**Exercise data**
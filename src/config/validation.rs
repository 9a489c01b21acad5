//! Configuration validation.
//!
//! Serde handles syntax; this module checks values that deserialize fine but
//! cannot be used. All errors are collected rather than stopping at the first.

use std::net::SocketAddr;

use thiserror::Error;
use url::Url;

use crate::config::schema::ServiceConfig;

/// A single semantic problem in a configuration.
#[derive(Debug, Clone, PartialEq, Eq, Error)]
pub enum ValidationError {
    #[error("invalid socket address for {field}: '{value}'")]
    InvalidAddress { field: &'static str, value: String },

    #[error("invalid upstream base_url '{0}': {1}")]
    InvalidBaseUrl(String, String),

    #[error("upstream base_url must not end with '/': '{0}'")]
    TrailingSlash(String),

    #[error("upstream users_path must start with '/': '{0}'")]
    RelativeUsersPath(String),

    #[error("listener max_body_size must be greater than zero")]
    ZeroBodyLimit,
}

/// Validate a configuration, returning every problem found.
pub fn validate_config(config: &ServiceConfig) -> Result<(), Vec<ValidationError>> {
    let mut errors = Vec::new();

    check_address(&mut errors, "listener.bind_address", &config.listener.bind_address);
    if config.observability.metrics_enabled {
        check_address(
            &mut errors,
            "observability.metrics_address",
            &config.observability.metrics_address,
        );
    }

    if config.listener.max_body_size == 0 {
        errors.push(ValidationError::ZeroBodyLimit);
    }

    let base_url = &config.upstream.base_url;
    match Url::parse(base_url) {
        Ok(url) if url.scheme() != "http" && url.scheme() != "https" => {
            errors.push(ValidationError::InvalidBaseUrl(
                base_url.clone(),
                format!("unsupported scheme '{}'", url.scheme()),
            ));
        }
        Ok(_) => {}
        Err(e) => errors.push(ValidationError::InvalidBaseUrl(base_url.clone(), e.to_string())),
    }
    if base_url.ends_with('/') {
        errors.push(ValidationError::TrailingSlash(base_url.clone()));
    }

    if !config.upstream.users_path.starts_with('/') {
        errors.push(ValidationError::RelativeUsersPath(
            config.upstream.users_path.clone(),
        ));
    }

    if errors.is_empty() {
        Ok(())
    } else {
        Err(errors)
    }
}

fn check_address(errors: &mut Vec<ValidationError>, field: &'static str, value: &str) {
    if value.parse::<SocketAddr>().is_err() {
        errors.push(ValidationError::InvalidAddress {
            field,
            value: value.to_string(),
        });
    }
}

**Problem details**
Read the entries and pick out all lines that include the word "push".

**Output for this exercise**
        errors.push(ValidationError::ZeroBodyLimit);
            errors.push(ValidationError::InvalidBaseUrl(
        Err(e) => errors.push(ValidationError::InvalidBaseUrl(base_url.clone(), e.to_string())),
        errors.push(ValidationError::TrailingSlash(base_url.clone()));
        errors.push(ValidationError::RelativeUsersPath(
        errors.push(ValidationError::InvalidAddress {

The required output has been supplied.